Mostly a lurker, but did receive great info from one of the members a year ago about a Sensenich prop I acquired.

Well I finally got around to figuring out how to mount this thing for display. A good friend helped me with the woodwork - Jim. Here's what we did...

Went to the local big-box home store and bought:

- 3/4" x 12" x 36" red oak board. About $12.
- 2" round poplar wood dowel. About $8.

Downloaded this image I liked from Google - it's called 'blank state road sign':

Used a simple graphics program to resize it to exactly 10" tall (while keeping all other proportions). Used Microsoft Word to print it onto a 11" x 17" piece of paper. Trimmed it slightly over sized.

Cut the red oak board into 3 equal pieces - 12" x 12". Only used two pieces. Glued two pieces together to make a board that is 12" x 12" x 1.5" and let it dry overnight.
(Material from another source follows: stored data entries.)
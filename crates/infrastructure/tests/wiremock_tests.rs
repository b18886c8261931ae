//! Adapter tests against mocked provider APIs
//!
//! Each adapter is built from an `AppConfig` loaded the same way the server
//! loads it, then exercised through its application port.

#![allow(clippy::expect_used, clippy::unwrap_used)]

use std::{collections::HashMap, io::Write, path::Path};

use application::{
    error::ApplicationError,
    ports::{
        ApiKeySessionStorePort, AudioSource, DatabaseHealthPort, IdentityProviderPort,
        TodoStorePort, TranscriptionPort, TransliterationPort, TransliterationSource,
        VoiceProviderPort,
    },
};
use domain::{Language, NewApiKeySession, TodoDraft, TodoId, UserId};
use infrastructure::{
    AppConfig, SpeechAdapter, SupabaseAdapter, TransliterationAdapter, VoiceAdapter,
};
use serde_json::json;
use tempfile::NamedTempFile;
use wiremock::matchers::{body_json, body_string_contains, header, method, path, query_param};
use wiremock::{Mock, MockServer, ResponseTemplate};

/// Load configuration with every provider pointed at `server`
fn config_for(server: &MockServer) -> AppConfig {
    let vars: HashMap<String, String> = [
        ("SUPABASE_URL", server.uri()),
        ("SUPABASE_SERVICE_ROLE_KEY", "service-key".to_string()),
        ("OPENAI_API_KEY", "sk-test".to_string()),
        ("ELEVENLABS_API_KEY", "xi-test".to_string()),
        ("ECHO_FORGE_SPEECH__BASE_URL", server.uri()),
        ("ECHO_FORGE_VOICE__BASE_URL", server.uri()),
        ("ECHO_FORGE_TRANSLITERATION__BASE_URL", server.uri()),
    ]
    .into_iter()
    .map(|(k, v)| (k.to_string(), v))
    .collect();

    AppConfig::load_from(Path::new("/nonexistent/echo-forge/config"), vars)
        .expect("config should load")
}

fn supabase(config: &AppConfig) -> SupabaseAdapter {
    SupabaseAdapter::new(config.supabase.to_supabase_config()).expect("supabase adapter")
}

fn audio(bytes: &[u8], filename: &str, mime: &str) -> (NamedTempFile, AudioSource) {
    let mut file = NamedTempFile::new().unwrap();
    file.write_all(bytes).unwrap();
    let source = AudioSource {
        path: file.path().to_path_buf(),
        filename: filename.to_string(),
        content_type: mime.to_string(),
    };
    (file, source)
}

fn todo_row(id: u64, title: &str, done: bool) -> serde_json::Value {
    json!({
        "id": id,
        "title": title,
        "is_complete": done,
        "created_at": "2024-05-01T10:00:00+00:00"
    })
}

// ============ Supabase ============

mod supabase_tests {
    use super::*;

    #[tokio::test]
    async fn todo_writes_carry_service_key_and_return_rows() {
        let server = MockServer::start().await;

        Mock::given(method("POST"))
            .and(path("/rest/v1/todos"))
            .and(header("apikey", "service-key"))
            .and(header("authorization", "Bearer service-key"))
            .and(header("prefer", "return=representation"))
            .and(body_json(json!([{"title": "Record intro", "is_complete": false}])))
            .respond_with(ResponseTemplate::new(201).set_body_json(json!([todo_row(
                1,
                "Record intro",
                false
            )])))
            .expect(1)
            .mount(&server)
            .await;

        Mock::given(method("PATCH"))
            .and(path("/rest/v1/todos"))
            .and(query_param("id", "eq.1"))
            .respond_with(
                ResponseTemplate::new(200).set_body_json(json!([todo_row(1, "Record intro", true)])),
            )
            .expect(1)
            .mount(&server)
            .await;

        let adapter = supabase(&config_for(&server));

        let created = adapter
            .create(&TodoDraft::new("Record intro", false))
            .await
            .unwrap();
        assert_eq!(created.id.as_str(), "1");

        let updated = adapter
            .update(&created.id, &TodoDraft::new("Record intro", true))
            .await
            .unwrap()
            .unwrap();
        assert!(updated.is_complete);
    }

    #[tokio::test]
    async fn malformed_ids_read_as_missing() {
        let server = MockServer::start().await;

        Mock::given(path("/rest/v1/todos"))
            .and(query_param("id", "eq.not-a-number"))
            .respond_with(ResponseTemplate::new(400).set_body_json(json!({
                "code": "22P02",
                "message": "invalid input syntax for type bigint: \"not-a-number\""
            })))
            .mount(&server)
            .await;

        let adapter = supabase(&config_for(&server));
        let id = TodoId::new("not-a-number");

        assert!(adapter.get(&id).await.unwrap().is_none());
        assert!(
            adapter
                .update(&id, &TodoDraft::new("x", true))
                .await
                .unwrap()
                .is_none()
        );
        assert!(!adapter.delete(&id).await.unwrap());
    }

    #[tokio::test]
    async fn other_database_errors_are_upstream_failures() {
        let server = MockServer::start().await;

        Mock::given(method("GET"))
            .and(path("/rest/v1/todos"))
            .respond_with(ResponseTemplate::new(401).set_body_json(json!({
                "message": "Invalid API key"
            })))
            .mount(&server)
            .await;

        let adapter = supabase(&config_for(&server));

        let err = adapter.list().await.unwrap_err();
        assert!(matches!(err, ApplicationError::ExternalService(ref m) if m.contains("Invalid API key")));
        assert!(!adapter.is_available().await);
    }

    #[tokio::test]
    async fn sessions_are_stored_per_user() {
        let server = MockServer::start().await;

        Mock::given(method("POST"))
            .and(path("/rest/v1/user_api_keys"))
            .and(body_json(json!([{"user_id": "user-1", "api_key": "enc:v1:abc", "provider": "openai"}])))
            .respond_with(ResponseTemplate::new(201).set_body_json(json!([{
                "id": "9f1c",
                "user_id": "user-1",
                "api_key": "enc:v1:abc",
                "provider": "openai",
                "created_at": "2024-05-01T10:00:00+00:00"
            }])))
            .expect(1)
            .mount(&server)
            .await;

        Mock::given(method("GET"))
            .and(path("/rest/v1/user_api_keys"))
            .and(query_param("user_id", "eq.user-2"))
            .respond_with(ResponseTemplate::new(200).set_body_json(json!([])))
            .mount(&server)
            .await;

        let adapter = supabase(&config_for(&server));

        let session = NewApiKeySession::new(
            Some("user-1"),
            Some("enc:v1:abc"),
            Some("openai".to_string()),
        )
        .unwrap();
        let stored = adapter.insert(&session).await.unwrap();
        assert_eq!(stored.id.as_deref(), Some("9f1c"));
        assert_eq!(stored.user_id.as_str(), "user-1");

        let missing = adapter
            .find_by_user(&UserId::parse("user-2").unwrap())
            .await
            .unwrap();
        assert!(missing.is_none());
    }

    #[tokio::test]
    async fn sign_in_url_points_at_project() {
        let server = MockServer::start().await;
        let adapter = supabase(&config_for(&server));

        let url = adapter
            .authorize_url("google", "http://localhost:3000")
            .unwrap();
        assert!(url.starts_with(&format!("{}/auth/v1/authorize?", server.uri())));
        assert!(url.contains("provider=google"));
    }

    #[tokio::test]
    async fn missing_project_url_is_configuration_error() {
        let adapter = SupabaseAdapter::new(AppConfig::default().supabase.to_supabase_config())
            .expect("adapter builds without a project");

        assert!(matches!(
            adapter.list().await,
            Err(ApplicationError::Configuration(_))
        ));
        assert!(!adapter.is_available().await);
    }
}

// ============ Speech ============

mod speech_tests {
    use super::*;

    #[tokio::test]
    async fn transcription_uses_configured_key() {
        let server = MockServer::start().await;

        Mock::given(method("POST"))
            .and(path("/audio/transcriptions"))
            .and(header("authorization", "Bearer sk-test"))
            .and(body_string_contains("filename=\"memo.m4a\""))
            .respond_with(ResponseTemplate::new(200).set_body_string("hello world\n"))
            .expect(1)
            .mount(&server)
            .await;

        let config = config_for(&server);
        let adapter = SpeechAdapter::new(config.speech.to_openai_config()).unwrap();
        let (_guard, source) = audio(b"m4a-bytes", "memo.m4a", "audio/mp4");

        assert!(adapter.is_configured());
        assert_eq!(adapter.transcribe(&source).await.unwrap(), "hello world");
    }

    #[tokio::test]
    async fn provider_refusal_is_an_upstream_failure() {
        let server = MockServer::start().await;

        Mock::given(method("POST"))
            .and(path("/audio/transcriptions"))
            .respond_with(ResponseTemplate::new(400).set_body_json(json!({
                "error": {"message": "Invalid file format."}
            })))
            .mount(&server)
            .await;

        let config = config_for(&server);
        let adapter = SpeechAdapter::new(config.speech.to_openai_config()).unwrap();
        let (_guard, source) = audio(b"nope", "memo.bin", "audio/x-unknown");

        let err = adapter.transcribe(&source).await.unwrap_err();
        assert!(matches!(err, ApplicationError::ExternalService(ref m) if m == "Invalid file format."));
    }

    #[tokio::test]
    async fn missing_key_is_configuration_error() {
        let adapter = SpeechAdapter::new(AppConfig::default().speech.to_openai_config()).unwrap();
        let (_guard, source) = audio(b"ID3", "a.mp3", "audio/mpeg");

        assert!(!adapter.is_configured());
        let err = adapter.transcribe(&source).await.unwrap_err();
        assert!(matches!(err, ApplicationError::Configuration(ref m) if m.contains("API key")));
    }
}

// ============ Voice ============

mod voice_tests {
    use super::*;

    #[tokio::test]
    async fn clone_then_synthesize() {
        let server = MockServer::start().await;

        Mock::given(method("POST"))
            .and(path("/voices/add"))
            .and(header("xi-api-key", "xi-test"))
            .respond_with(ResponseTemplate::new(200).set_body_json(json!({"voice_id": "v-7"})))
            .expect(1)
            .mount(&server)
            .await;

        Mock::given(method("POST"))
            .and(path("/text-to-speech/v-7"))
            .and(body_string_contains("\"text\":\"Hello\""))
            .respond_with(ResponseTemplate::new(200).set_body_bytes(b"ID3-mp3".to_vec()))
            .expect(1)
            .mount(&server)
            .await;

        let config = config_for(&server);
        let adapter = VoiceAdapter::new(config.voice.to_elevenlabs_config()).unwrap();
        let (_guard, sample) = audio(b"RIFF....WAVE", "sample.wav", "audio/wav");

        let voice_id = adapter
            .clone_voice("voice_clone_1", "Cloned voice", &sample)
            .await
            .unwrap();
        let audio = adapter.synthesize(&voice_id, "Hello").await.unwrap();
        assert_eq!(audio, b"ID3-mp3");
    }

    #[tokio::test]
    async fn provider_refusal_is_rejected_input() {
        let server = MockServer::start().await;

        Mock::given(method("POST"))
            .and(path("/voices/add"))
            .respond_with(ResponseTemplate::new(422).set_body_json(json!({
                "detail": {"status": "invalid_sample", "message": "Sample is too short."}
            })))
            .mount(&server)
            .await;

        let config = config_for(&server);
        let adapter = VoiceAdapter::new(config.voice.to_elevenlabs_config()).unwrap();
        let (_guard, sample) = audio(b"RIFF", "short.wav", "audio/wav");

        let err = adapter
            .clone_voice("voice_clone_2", "Cloned voice", &sample)
            .await
            .unwrap_err();
        assert!(matches!(err, ApplicationError::Rejected(ref m) if m == "Sample is too short."));
        assert!(err.is_client_error());
    }

    #[tokio::test]
    async fn library_and_delete() {
        let server = MockServer::start().await;

        Mock::given(method("GET"))
            .and(path("/voices"))
            .respond_with(ResponseTemplate::new(200).set_body_json(json!({
                "voices": [{"voice_id": "a", "name": "Rachel", "category": "premade"}]
            })))
            .mount(&server)
            .await;

        Mock::given(method("DELETE"))
            .and(path("/voices/a"))
            .respond_with(ResponseTemplate::new(200).set_body_json(json!({"status": "ok"})))
            .expect(1)
            .mount(&server)
            .await;

        let config = config_for(&server);
        let adapter = VoiceAdapter::new(config.voice.to_elevenlabs_config()).unwrap();

        let voices = adapter.list_voices().await.unwrap();
        assert_eq!(voices.len(), 1);
        assert_eq!(voices[0].name, "Rachel");
        adapter.delete_voice("a").await.unwrap();
    }
}

// ============ Transliteration ============

mod transliteration_tests {
    use super::*;

    #[tokio::test]
    async fn each_word_is_sent_separately() {
        let server = MockServer::start().await;

        for (word, native) in [("namaste", "नमस्ते"), ("duniya", "दुनिया")] {
            Mock::given(method("GET"))
                .and(path("/request"))
                .and(query_param("text", word))
                .and(query_param("itc", "hi-t-i0-und"))
                .respond_with(ResponseTemplate::new(200).set_body_json(json!([
                    "SUCCESS",
                    [[word, [native], [], {"candidate_type": [0]}]]
                ])))
                .expect(1)
                .mount(&server)
                .await;
        }

        let config = config_for(&server);
        let adapter = TransliterationAdapter::new(config.transliteration.clone()).unwrap();

        let result = adapter
            .transliterate("namaste duniya", Language::Hindi)
            .await
            .unwrap();
        assert_eq!(result.text, "नमस्ते दुनिया");
        assert_eq!(result.source, TransliterationSource::Remote);
    }
}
Chose the side of the board I wanted facing outwards when finished and set it face down - align the grain how you desire - vertical or horizontal. Sprayed the board and the back side of the paper image with 3M Supper 77 spray adhesive - good stuff.

Carefully applied the paper to the wood. Careful - once they touch they won't come apart. Smoothed it out with a scrap piece of paper.

A few minutes later we were ready to cut out the image with a simple desktop band saw with a small blade, piece by piece:

We then marked the exact center of the design and bored a 1-15/16" hole straight through it using an adjustable drill bit.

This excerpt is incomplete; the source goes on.